The unique and critical factor of this case is that the discharge for non-payment of dues did not relate to the period of employment from which the employee was discharged but, rather, to a prior and distinct period of employment. The union undoubtedly has a proper claim for the $81.25 based upon her own membership contract with the union, but it is not enforceable under the independent labor contract between her union and the employer. Although we have *28had no occasion to adjudicate this issue ourselves, we may, as we so frequently have done in such situations, draw on the precedents of the National Labor Relations Board and the federal courts under the national labor relations statutes comparable to our state labor relations statutes. It appears well settled under the federal precedents that when employees terminate their relationship with an employer and are subsequently hired by the same employer, they are treated as new employees for purposes of determining their obligations under the union security clause of the collective bargaining agreements between the union and the employer. Idarado Mining Company, 77 NLRB 392 (1948); Yellow Cab Company, 148 NLRB 620 (1964). See also Teamsters Local Union No. 174 (Consolidated Fruit and Produce Company), 149 NLRB 1570 (1964); Local Union No. 38, Sheet Metal Workers’ International Association (Mid-Hudson Sheet Metal, Inc.), 183 NLRB 110, 117 (1970); Local Union 399, International Brotherhood of Electrical Workers, 200 NLRB 1050 (1972), enf’d, 499 F.2d 56 (7th Cir.1974); Brotherhood of Railway, Airline and Steamship Clerks, Freight Handlers, Express and Station Employees (Yellow Cab Company of Tampa, Inc.), 205 NLRB 890 (1973), enf’d, 498 F.2d 1105 (5th Cir.1974); Industrial Towel and Uniform Service, a Division of Cavalier Industries, 195 NLRB 1121 (1972), enforcement denied, 473 F.2d 1258 (6th Cir.1973); Association of Western Pulp & Paper Workers (Fibreboard Paper Products Corp.), 170 NLRB 49, 51 (1968), enf’d, 431 F.2d 1206 (9th Cir.1970).

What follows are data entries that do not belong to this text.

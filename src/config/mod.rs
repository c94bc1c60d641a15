pub mod batch_config;
#[cfg(feature = "cli")]
pub mod cli;

pub use batch_config::{BatchConfig, StepConfig};
#[cfg(feature = "cli")]
pub use cli::CliConfig;
use crate::domain::model::Direction;
use thiserror::Error;

#[derive(Error, Debug)]
pub enum ModuleError {
    #[error("Failed to instantiate command '{command}': {source}")]
    InstantiationError {
        command: String,
        #[source]
        source: anyhow::Error,
    },

    #[error("Unknown {direction} parameter: {name}")]
    UnknownParameterError { name: String, direction: Direction },

    #[error("Type mismatch for '{name}': expected {expected}, got {found}")]
    TypeMismatchError {
        name: String,
        expected: &'static str,
        found: String,
    },

    #[error("Required inputs not resolved: {}", .names.join(", "))]
    NotResolvedError { names: Vec<String> },

    #[error("Duplicate parameter '{name}' in module '{module}'")]
    DuplicateParameterError { module: String, name: String },

    #[error("Unknown module: {name}")]
    UnknownModuleError { name: String },

    #[error("Module already registered: {name}")]
    DuplicateModuleError { name: String },

    #[error("Command fault in '{command}': {message}")]
    CommandFault { command: String, message: String },

    #[error("IO error: {0}")]
    IoError(#[from] std::io::Error),

    #[error("Serialization error: {0}")]
    SerializationError(#[from] serde_json::Error),

    #[error("Configuration error in '{field}': {message}")]
    ConfigValidationError { field: String, message: String },

    #[error("Invalid value for '{field}' ({value}): {reason}")]
    InvalidConfigValueError {
        field: String,
        value: String,
        reason: String,
    },

    #[error("Missing required configuration: {field}")]
    MissingConfigError { field: String },
}

#[derive(Debug, Clone, Copy, PartialEq, Eq)]
pub enum ErrorCategory {
    Binding,
    Instantiation,
    Execution,
    Registry,
    Configuration,
    System,
}

#[derive(Debug, Clone, Copy, PartialEq, Eq, PartialOrd, Ord)]
pub enum ErrorSeverity {
    Low,
    Medium,
    High,
    Critical,
}

impl ModuleError {
    pub fn category(&self) -> ErrorCategory {
        match self {
            ModuleError::UnknownParameterError { .. }
            | ModuleError::TypeMismatchError { .. }
            | ModuleError::NotResolvedError { .. } => ErrorCategory::Binding,
            ModuleError::InstantiationError { .. } => ErrorCategory::Instantiation,
            ModuleError::CommandFault { .. } => ErrorCategory::Execution,
            ModuleError::DuplicateParameterError { .. }
            | ModuleError::UnknownModuleError { .. }
            | ModuleError::DuplicateModuleError { .. } => ErrorCategory::Registry,
            ModuleError::ConfigValidationError { .. }
            | ModuleError::InvalidConfigValueError { .. }
            | ModuleError::MissingConfigError { .. } => ErrorCategory::Configuration,
            ModuleError::IoError(_) | ModuleError::SerializationError(_) => ErrorCategory::System,
        }
    }

    pub fn severity(&self) -> ErrorSeverity {
        match self.category() {
            ErrorCategory::Execution => ErrorSeverity::Low,
            ErrorCategory::Binding => ErrorSeverity::Medium,
            ErrorCategory::Instantiation
            | ErrorCategory::Registry
            | ErrorCategory::Configuration => ErrorSeverity::High,
            ErrorCategory::System => ErrorSeverity::Critical,
        }
    }

    pub fn recovery_suggestion(&self) -> String {
        match self {
            ModuleError::UnknownParameterError { name, .. } => {
                format!("Check the parameter name '{}' against the module's declared inputs and outputs", name)
            }
            ModuleError::TypeMismatchError { expected, .. } => {
                format!("Provide a value of type {}", expected)
            }
            ModuleError::NotResolvedError { names } => {
                format!("Set and resolve these inputs before running: {}", names.join(", "))
            }
            ModuleError::UnknownModuleError { .. } => {
                "Run with --list to see the registered modules".to_string()
            }
            ModuleError::InstantiationError { .. } => {
                "Verify the command can be constructed with its default configuration".to_string()
            }
            ModuleError::ConfigValidationError { .. }
            | ModuleError::InvalidConfigValueError { .. }
            | ModuleError::MissingConfigError { .. } => {
                "Fix the batch configuration file and try again".to_string()
            }
            ModuleError::IoError(_) => "Check that the file exists and is readable".to_string(),
            _ => "See the log output for details".to_string(),
        }
    }

    pub fn user_friendly_message(&self) -> String {
        match self.category() {
            ErrorCategory::Binding => format!("Parameter binding failed: {}", self),
            ErrorCategory::Instantiation => format!("Could not create module: {}", self),
            ErrorCategory::Execution => format!("Command failed: {}", self),
            ErrorCategory::Registry => format!("Module registry error: {}", self),
            ErrorCategory::Configuration => format!("Invalid configuration: {}", self),
            ErrorCategory::System => format!("System error: {}", self),
        }
    }
}

pub type Result<T> = std::result::Result<T, ModuleError>;

#[cfg(test)]
mod tests {
    use super::*;

    #[test]
    fn test_not_resolved_message_lists_names() {
        let err = ModuleError::NotResolvedError {
            names: vec!["threshold".to_string(), "values".to_string()],
        };
        assert_eq!(err.to_string(), "Required inputs not resolved: threshold, values");
        assert_eq!(err.category(), ErrorCategory::Binding);
    }

    #[test]
    fn test_severity_ordering() {
        let fault = ModuleError::CommandFault {
            command: "fail".to_string(),
            message: "boom".to_string(),
        };
        let missing = ModuleError::UnknownModuleError {
            name: "nope".to_string(),
        };
        assert!(fault.severity() < missing.severity());
    }

    #[test]
    fn test_unknown_parameter_mentions_direction() {
        let err = ModuleError::UnknownParameterError {
            name: "result".to_string(),
            direction: Direction::Input,
        };
        assert_eq!(err.to_string(), "Unknown input parameter: result");
    }
}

The issue before us is neither whether the union and the employer made a good faith construction of these agreements nor whether the employer or the union has committed an unfair labor practice under state or federal law. There is no question, of course, about the propriety of the maintenance of membership provision of the collective bargaining agreement itself, for it is a common and lawful provision in labor-management relations. The only question is whether the application of that collective bargaining agreement to these particular facts may disqualify this employee for unemployment compensation. It is my view that the commissioner in applying the agreement as he did, under the facts presented, proceeded on an erroneous theory of law, reviewable by this court.